The book traces the Whites’ journey through Alberta’s mountains, foothills, grasslands, parkland, boreal forest and Canadian Shield.

She said the couple built issues into the book when they happened on them during their many years of research.

“For example you’ve got vanishing glaciers which is the prairie supply for cities and towns and it’s going so fast.

“Don’t people get it for crying out loud,” she added.

She said Glacier National Park, for example had, 150 glaciers but in 10 years they’ll be all gone.

She said people have become complacent about even hiking.

“There’s a shrinking number of people going into the back country and the mountains,” she said.

The Whites hope to inspire people to take a greater interest in the wild nature.

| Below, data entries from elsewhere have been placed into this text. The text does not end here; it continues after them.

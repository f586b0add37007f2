//! Reference cell shapes: codes, sons and orientation.

pub mod cell_type;
pub mod orientation;
pub(crate) mod sons;

pub use cell_type::CellType;
pub use orientation::invert_orientation;
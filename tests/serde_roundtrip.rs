mod util;

use mesh_coupling::prelude::*;
use util::*;

#[test]
fn static_mesh_through_json() {
    let m = hexa_pair();
    let json = serde_json::to_string(&m).unwrap();
    let back: StaticMesh = serde_json::from_str(&json).unwrap();
    assert_eq!(back, m);
    back.check_consistency().unwrap();
}

#[test]
fn dynamic_meshes_through_bincode() {
    for m in [polygons(), polyhedron()] {
        let bytes = bincode::serialize(&m).unwrap();
        let back: DynamicMesh = bincode::deserialize(&bytes).unwrap();
        assert_eq!(back, m);
        assert_eq!(
            back.compute_nb_of_faces_per_cell().unwrap(),
            m.compute_nb_of_faces_per_cell().unwrap()
        );
    }
}

#[test]
fn unset_arrays_stay_unset() {
    let m = StaticMesh::new("bare", CellType::Tetra4).unwrap();
    let back: StaticMesh = serde_json::from_str(&serde_json::to_string(&m).unwrap()).unwrap();
    assert!(back.coords().is_none());
    assert!(back.nodal_connectivity().is_none());
    assert_eq!(back.cell_type(), CellType::Tetra4);
}

#[test]
fn tiny_info_through_json() {
    let tiny = polygons().tiny_serialization_info();
    let json = serde_json::to_string(&tiny).unwrap();
    let back: TinySerializationInfo = serde_json::from_str(&json).unwrap();
    assert_eq!(back, tiny);
    let payload = polygons().serialize();
    let bytes = bincode::serialize(&payload).unwrap();
    assert_eq!(bincode::deserialize::<TinyPayload>(&bytes).unwrap(), payload);
}

#[test]
fn generic_mesh_through_bincode() {
    let u = quad_grid(2, 2).build_unstructured().unwrap();
    let bytes = bincode::serialize(&u).unwrap();
    let back: UnstructuredMesh = bincode::deserialize(&bytes).unwrap();
    assert_eq!(back, u);
    assert_eq!(StaticMesh::from_unstructured(&back).unwrap(), quad_grid(2, 2));
}
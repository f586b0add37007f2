//! Connectivity algorithms over single-type meshes.

pub mod dual_mesh;
pub mod hexa8_sort;
pub mod merge;
pub mod renumber;
pub mod simplexize;

pub use merge::{
    aggregate_indexes, aggregate_nodal_conn_and_shift_node_ids, merge_dynamic_meshes,
    merge_dynamic_meshes_on_same_coords, merge_static_meshes, merge_static_meshes_on_same_coords,
};
pub use simplexize::SimplexizePolicy;
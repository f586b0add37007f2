//! Flat id arrays, offset indexes and the sentinel-aware helpers over them.
//!
//! Connectivity is stored as flat `IdType` arrays. Variable-length entities
//! are addressed through an offset index: entity `i` owns
//! `values[index[i]..index[i + 1]]`. Polyhedron node lists embed
//! [`SENTINEL`] between faces; every loop that must skip or preserve the
//! sentinel lives in this module so callers never re-derive that logic.

use crate::mesh_error::MeshError;
use hashbrown::HashMap;
use itertools::Itertools;
use static_assertions::assert_eq_size;

/// Integer type of node ids, cell ids and offsets.
pub type IdType = i64;

/// Face separator inside polyhedron node lists.
pub const SENTINEL: IdType = -1;

assert_eq_size!(IdType, u64);

/// Convert `v` to an index in `[0, bound)`.
#[inline]
pub fn checked_index(v: IdType, bound: usize, what: &str) -> Result<usize, MeshError> {
    if v >= 0 && (v as u64) < bound as u64 {
        Ok(v as usize)
    } else {
        Err(MeshError::OutOfRange(format!("{what} {v} not in [0, {bound})")))
    }
}

/// Number of separators in `slice`.
#[inline]
pub fn count_sentinels(slice: &[IdType]) -> usize {
    slice.iter().filter(|&&v| v == SENTINEL).count()
}

/// Number of entries of `slice` that are not separators.
#[inline]
pub fn count_non_sentinels(slice: &[IdType]) -> usize {
    slice.len() - count_sentinels(slice)
}

/// Number of distinct ids in `slice`, separators excluded when
/// `skip_sentinel` is set.
pub fn count_distinct(slice: &[IdType], skip_sentinel: bool) -> usize {
    slice
        .iter()
        .copied()
        .filter(|&v| !(skip_sentinel && v == SENTINEL))
        .sorted_unstable()
        .dedup()
        .count()
}

/// Add `offset` to every id of `slice`, leaving separators untouched.
pub fn shift_ids(slice: &mut [IdType], offset: IdType) {
    for v in slice.iter_mut().filter(|v| **v != SENTINEL) {
        *v += offset;
    }
}

/// Replace every id `v` of `slice` by `old_to_new[v]`, leaving separators
/// untouched. Fails on ids outside `old_to_new` without modifying `slice`.
pub fn renumber_ids(slice: &mut [IdType], old_to_new: &[IdType]) -> Result<(), MeshError> {
    for &v in slice.iter().filter(|v| **v != SENTINEL) {
        checked_index(v, old_to_new.len(), "node id")?;
    }
    for v in slice.iter_mut().filter(|v| **v != SENTINEL) {
        *v = old_to_new[*v as usize];
    }
    Ok(())
}

/// Like [`renumber_ids`] with a sparse map; ids absent from the map are an
/// error.
pub fn renumber_ids_with_map(
    slice: &mut [IdType],
    old_to_new: &HashMap<IdType, IdType>,
) -> Result<(), MeshError> {
    if let Some(&missing) = slice
        .iter()
        .find(|v| **v != SENTINEL && !old_to_new.contains_key(*v))
    {
        return Err(MeshError::InvalidArgument(format!(
            "node id {missing} has no entry in the renumbering map"
        )));
    }
    for v in slice.iter_mut().filter(|v| **v != SENTINEL) {
        *v = old_to_new[v];
    }
    Ok(())
}

/// Offset index `[0, l0, l0+l1, ...]` of a sequence of lengths.
pub fn offsets_from_lengths(lengths: impl IntoIterator<Item = usize>) -> Vec<IdType> {
    let mut out = vec![0];
    let mut acc: IdType = 0;
    for l in lengths {
        acc += l as IdType;
        out.push(acc);
    }
    out
}

/// Concatenate offset indexes so that the result addresses the
/// concatenation of the underlying value arrays.
///
/// The first index is copied as is; each following one drops its leading
/// entry and is shifted so that it continues from the current tail.
pub fn aggregate_indexes(indexes: &[&[IdType]]) -> Result<Vec<IdType>, MeshError> {
    if indexes.is_empty() {
        return Err(MeshError::InvalidArgument(
            "cannot aggregate an empty list of indexes".into(),
        ));
    }
    let total: usize = indexes.iter().map(|i| i.len()).sum();
    let mut out = Vec::with_capacity(total);
    for (k, idx) in indexes.iter().enumerate() {
        let Some((&first, rest)) = idx.split_first() else {
            return Err(MeshError::InvalidArgument(format!(
                "index #{k} is empty and cannot be aggregated"
            )));
        };
        match out.last().copied() {
            None => {
                out.push(first);
                out.extend_from_slice(rest);
            }
            Some(tail) => {
                let delta = tail - first;
                out.extend(rest.iter().map(|v| v + delta));
            }
        }
    }
    Ok(out)
}

/// Concatenate connectivity arrays, adding `offsets[k]` to every id of
/// array `k`; separators are copied unchanged.
pub fn aggregate_and_shift(
    conns: &[&[IdType]],
    offsets: &[IdType],
) -> Result<Vec<IdType>, MeshError> {
    if conns.is_empty() {
        return Err(MeshError::InvalidArgument(
            "cannot aggregate an empty list of connectivities".into(),
        ));
    }
    if conns.len() != offsets.len() {
        return Err(MeshError::InvalidArgument(format!(
            "{} connectivities but {} offsets",
            conns.len(),
            offsets.len()
        )));
    }
    let total: usize = conns.iter().map(|c| c.len()).sum();
    let mut out = Vec::with_capacity(total);
    for (conn, &offset) in conns.iter().zip(offsets) {
        let start = out.len();
        out.extend_from_slice(conn);
        shift_ids(&mut out[start..], offset);
    }
    Ok(out)
}

/// Check that `index` is a usable offset index over `len` values: non-empty,
/// non-decreasing, and within `[0, len]`.
pub fn check_index(index: &[IdType], len: usize) -> Result<(), MeshError> {
    let (Some(&front), Some(&back)) = (index.first(), index.last()) else {
        return Err(MeshError::InconsistentState(
            "connectivity index is empty; it must hold at least one offset".into(),
        ));
    };
    if front < 0 || front > back {
        return Err(MeshError::InconsistentState(format!(
            "first offset {front} must lie in [0, {back}]"
        )));
    }
    if back < 0 || back as usize > len {
        return Err(MeshError::InconsistentState(format!(
            "last offset {back} outside [0, {len}]"
        )));
    }
    if let Some((i, w)) = index.windows(2).enumerate().find(|(_, w)| w[1] < w[0]) {
        return Err(MeshError::InconsistentState(format!(
            "offset index decreases at position {}: {} > {}",
            i + 1,
            w[0],
            w[1]
        )));
    }
    Ok(())
}

/// Reverse map from node to cells, as CSR `(cells, offsets)`.
///
/// Cells appear once per node even when the node is repeated in the cell
/// (polyhedron faces share nodes); separators are skipped.
pub fn reverse_nodal<'a>(
    cells: impl IntoIterator<Item = &'a [IdType]>,
    n_nodes: usize,
) -> Result<(Vec<IdType>, Vec<IdType>), MeshError> {
    let per_cell: Vec<Vec<usize>> = cells
        .into_iter()
        .map(|cell| {
            cell.iter()
                .filter(|&&v| v != SENTINEL)
                .map(|&v| checked_index(v, n_nodes, "node id"))
                .collect::<Result<Vec<_>, _>>()
                .map(|mut ids| {
                    ids.sort_unstable();
                    ids.dedup();
                    ids
                })
        })
        .collect::<Result<_, _>>()?;

    let mut degree = vec![0usize; n_nodes];
    for ids in &per_cell {
        for &n in ids {
            degree[n] += 1;
        }
    }
    let offsets = offsets_from_lengths(degree.iter().copied());
    let mut cursor: Vec<usize> = offsets[..n_nodes].iter().map(|&o| o as usize).collect();
    let mut rev = vec![0 as IdType; offsets[n_nodes] as usize];
    for (cell, ids) in per_cell.iter().enumerate() {
        for &n in ids {
            rev[cursor[n]] = cell as IdType;
            cursor[n] += 1;
        }
    }
    Ok((rev, offsets))
}

/// Ids `start, start + step, ...` strictly before `stop`.
pub fn slice_ids(start: IdType, stop: IdType, step: IdType) -> Result<Vec<IdType>, MeshError> {
    let bad = |why: &str| {
        MeshError::InvalidArgument(format!("slice ({start}, {stop}, {step}): {why}"))
    };
    let count = match step {
        0 => return Err(bad("step must not be zero")),
        s if s > 0 => {
            if stop < start {
                return Err(bad("stop is before start with a positive step"));
            }
            (stop - start + s - 1) / s
        }
        s => {
            if start < stop {
                return Err(bad("start is before stop with a negative step"));
            }
            (start - stop - s - 1) / -s
        }
    };
    Ok((0..count).map(|i| start + i * step).collect())
}

/// Whether `ids` is exactly `0, 1, ..., n - 1`.
pub fn is_iota(ids: &[IdType], n: usize) -> bool {
    ids.len() == n && ids.iter().enumerate().all(|(i, &v)| v == i as IdType)
}

/// Empty id array with room for `nb_cells * per_cell` values.
pub fn with_cell_capacity(nb_cells: IdType, per_cell: usize) -> Result<Vec<IdType>, MeshError> {
    let too_many = || {
        MeshError::InvalidArgument(format!(
            "cannot reserve room for {nb_cells} cells of {per_cell} values"
        ))
    };
    let n = usize::try_from(nb_cells).map_err(|_| too_many())?;
    let cap = n.checked_mul(per_cell).ok_or_else(too_many)?;
    let mut out = Vec::new();
    out.try_reserve_exact(cap).map_err(|_| too_many())?;
    Ok(out)
}

#[cfg(test)]
mod tests {
    use super::*;

    #[test]
    fn shift_preserves_sentinel() {
        let mut c = vec![0, 1, -1, 2, 3];
        shift_ids(&mut c, 10);
        assert_eq!(c, vec![10, 11, -1, 12, 13]);
    }

    #[test]
    fn aggregate_two_polyhedron_blocks() {
        let a = [0, 1, -1, 2, 3];
        let out = aggregate_and_shift(&[&a, &a], &[0, 10]).unwrap();
        assert_eq!(out, vec![0, 1, -1, 2, 3, 10, 11, -1, 12, 13]);
    }

    #[test]
    fn aggregate_indexes_continues_from_tail() {
        let out = aggregate_indexes(&[&[0, 3, 5], &[2, 4, 8]]).unwrap();
        assert_eq!(out, vec![0, 3, 5, 7, 11]);
        assert!(aggregate_indexes(&[]).is_err());
        assert!(aggregate_indexes(&[&[0, 1], &[]]).is_err());
    }

    #[test]
    fn distinct_counts() {
        assert_eq!(count_distinct(&[0, 1, 1, 2], false), 3);
        assert_eq!(count_distinct(&[0, 1, -1, 1, 2], true), 3);
        assert_eq!(count_non_sentinels(&[0, 1, -1, 1, 2]), 4);
    }

    #[test]
    fn renumber_rejects_out_of_range_without_touching() {
        let mut c = vec![0, 5, -1, 1];
        let err = renumber_ids(&mut c, &[3, 2]).unwrap_err();
        assert!(matches!(err, MeshError::OutOfRange(_)));
        assert_eq!(c, vec![0, 5, -1, 1]);
        let mut c = vec![0, -1, 1];
        renumber_ids(&mut c, &[3, 2]).unwrap();
        assert_eq!(c, vec![3, -1, 2]);
    }

    #[test]
    fn index_checks() {
        assert!(check_index(&[0, 2, 4], 4).is_ok());
        assert!(check_index(&[0], 0).is_ok());
        assert!(check_index(&[], 0).is_err());
        assert!(check_index(&[0, 3, 2], 4).is_err());
        assert!(check_index(&[0, 5], 4).is_err());
    }

    #[test]
    fn reverse_nodal_dedups_within_cell() {
        let cells: Vec<&[IdType]> = vec![&[0, 1, -1, 1, 2], &[2, 3]];
        let (rev, off) = reverse_nodal(cells, 4).unwrap();
        assert_eq!(off, vec![0, 1, 2, 4, 5]);
        assert_eq!(rev, vec![0, 0, 0, 1, 1]);
    }
}
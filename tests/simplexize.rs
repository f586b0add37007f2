mod util;

use mesh_coupling::prelude::*;
use util::*;

/// Each sub-simplex has the sign of its parent and the pieces of a parent
/// add up to the parent's signed measure.
fn assert_split_keeps_orientation(parents: &[f64], children: &[f64], new_to_old: &[IdType]) {
    let mut sums = vec![0.0; parents.len()];
    for (&child, &old) in children.iter().zip(new_to_old) {
        let parent = parents[old as usize];
        assert!(child * parent > 0.0, "piece {child} of a cell of measure {parent}");
        sums[old as usize] += child;
    }
    assert_close(&sums, parents, 1e-12);
}

#[test]
fn quad_policies_keep_area_and_map_cells() {
    for policy in [SimplexizePolicy::Planar0, SimplexizePolicy::Planar1] {
        let mut m = quad_grid(3, 2);
        let parents = m.measure_field().unwrap();
        let map = m.simplexize(policy).unwrap();
        assert_eq!(m.cell_type(), CellType::Tri3);
        assert_eq!(m.number_of_cells().unwrap(), 12);
        assert_eq!(map, vec![0, 0, 1, 1, 2, 2, 3, 3, 4, 4, 5, 5]);
        let areas = m.measure_field().unwrap();
        assert!(areas.iter().all(|&a| (a - 0.5).abs() < 1e-12), "{areas:?}");
        assert_split_keeps_orientation(&parents, &areas, &map);
        m.check_consistency().unwrap();
    }
}

#[test]
fn planar1_uses_the_other_diagonal() {
    let mut m = quad_grid(1, 1);
    m.simplexize_code(1).unwrap();
    assert_eq!(m.nodal_connectivity().unwrap().as_ref(), &vec![0, 1, 2, 1, 3, 2]);
}

#[test]
fn hexa_policies_keep_volume() {
    for (policy, per_cell) in [(SimplexizePolicy::PlanarFace5, 5), (SimplexizePolicy::PlanarFace6, 6)] {
        let mut m = hexa_pair();
        let parents = m.measure_field().unwrap();
        assert_close(&parents, &[1.0, 1.0], 1e-12);
        let map = m.simplexize(policy).unwrap();
        assert_eq!(m.cell_type(), CellType::Tetra4);
        assert_eq!(map.len(), 2 * per_cell);
        assert!(map[..per_cell].iter().all(|&c| c == 0));
        assert!(map[per_cell..].iter().all(|&c| c == 1));
        assert_split_keeps_orientation(&parents, &m.measure_field().unwrap(), &map);
    }
}

#[test]
fn policy_for_another_shape_is_identity() {
    let mut m = two_triangles();
    let before = m.clone();
    assert_eq!(m.simplexize(SimplexizePolicy::PlanarFace5).unwrap(), vec![0, 1]);
    assert_eq!(m, before);
    let mut q = quad_grid(2, 1);
    assert_eq!(q.simplexize(SimplexizePolicy::PlanarFace6).unwrap(), vec![0, 1]);
    assert_eq!(q.cell_type(), CellType::Quad4);
}

#[test]
fn unknown_policy_code() {
    let mut m = quad_grid(1, 1);
    let err = m.simplexize_code(4).unwrap_err();
    assert_eq!(err.kind(), ErrorKind::InvalidArgument);
    assert_eq!(m.cell_type(), CellType::Quad4);
}

#[test]
fn sorted_hexas_split_conformally() {
    let flipped = vec![0, 1, 2, 3, 4, 5, 6, 7, 5, 6, 11, 10, 1, 2, 9, 8];
    let coords = hexa_pair().coords().cloned().unwrap();

    let mut raw = StaticMesh::from_arrays("raw", CellType::Hexa8, coords.clone(), flipped.clone()).unwrap();
    raw.simplexize(SimplexizePolicy::PlanarFace6).unwrap();
    assert_eq!(raw.build_unstructured().unwrap().skin().unwrap().number_of_cells(), 24);

    let mut sorted = StaticMesh::from_arrays("sorted", CellType::Hexa8, coords, flipped).unwrap();
    assert_eq!(sorted.sort_hexa8_each_other().unwrap(), vec![1]);
    assert!(sorted.is_equal_without_considering_str(&hexa_pair(), 0.0));
    let parents = sorted.measure_field().unwrap();
    for policy in [SimplexizePolicy::PlanarFace5, SimplexizePolicy::PlanarFace6] {
        let mut split = sorted.clone();
        let map = split.simplexize(policy).unwrap();
        assert_split_keeps_orientation(&parents, &split.measure_field().unwrap(), &map);
    }
    sorted.simplexize(SimplexizePolicy::PlanarFace6).unwrap();
    assert_eq!(sorted.build_unstructured().unwrap().skin().unwrap().number_of_cells(), 20);
}

#[test]
fn sorting_is_idempotent_and_shape_checked() {
    let mut m = hexa_pair();
    assert!(m.sort_hexa8_each_other().unwrap().is_empty());
    assert!(m.is_equal(&hexa_pair(), 0.0));
    let mut t = unit_tetra();
    assert_eq!(
        t.sort_hexa8_each_other().unwrap_err().kind(),
        ErrorKind::UnsupportedOperation
    );
}

#[test]
fn triangle_heights_after_split() {
    let mut m = quad_grid(1, 1);
    m.simplexize(SimplexizePolicy::Planar0).unwrap();
    let h = m.compute_triangle_height().unwrap();
    let s = 1.0 / 2f64.sqrt();
    assert_close(&h, &[1.0, 1.0, s, s, 1.0, 1.0], 1e-12);
}

#[test]
fn two_quads_split_on_their_first_diagonal() {
    let coords = coords2(&[
        [0.0, 0.0],
        [1.0, 0.0],
        [1.0, 1.0],
        [0.0, 1.0],
        [2.0, 0.0],
        [2.0, 1.0],
    ]);
    let mut m =
        StaticMesh::from_arrays("pair", CellType::Quad4, coords, vec![0, 1, 2, 3, 1, 4, 5, 2]).unwrap();
    let map = m.simplexize(SimplexizePolicy::Planar0).unwrap();
    assert_eq!(map, vec![0, 0, 1, 1]);
    assert_eq!(m.cell_type(), CellType::Tri3);
    assert_eq!(
        m.nodal_connectivity().unwrap().as_ref(),
        &vec![0, 1, 2, 0, 2, 3, 1, 4, 5, 1, 5, 2]
    );
}
//! Array storage: shared coordinates and flat id arrays.

pub mod coordinates;
pub mod indexed_array;

pub use coordinates::Coordinates;
pub use indexed_array::{IdType, SENTINEL};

They contend people won’t fight for something they don’t understand.

Marian said creating greater public understanding of important conservation issues and creating workable solutions is also an aim of the book.

She said people need to demand that governments such as Alberta use its wealth to change the province from a world leader in greenhouse gas emissions, consumption and waste to instead, a world leader in a post carbon ecologically sustainable era.

“One of the things we emphasize is that people need to become active citizens because we’ve been told we’re merely consumers. We’ve been robbed of being citizens.”

She said it’s not just a matter of changing light bulbs or switching to cloth bags from plastic but a need to change politics and laws.

“We have forgotten and we need to remember what it means to have a civilization in the community,” Marian said.

The Whites voted in favour of producing a hard back book with large pictures and glossy pages, instead of a smaller version.

“We wanted to do an award winning book that is absolutely gorgeous to do justice to the magnificence of Alberta’s landscapes and diversity of its plants and animals,” Marian said during a break from a book signing afternoon at Chapter’s store in Red Deer Sunday afternoon.

The book is already in a second printing after selling 3,000 copies earlier.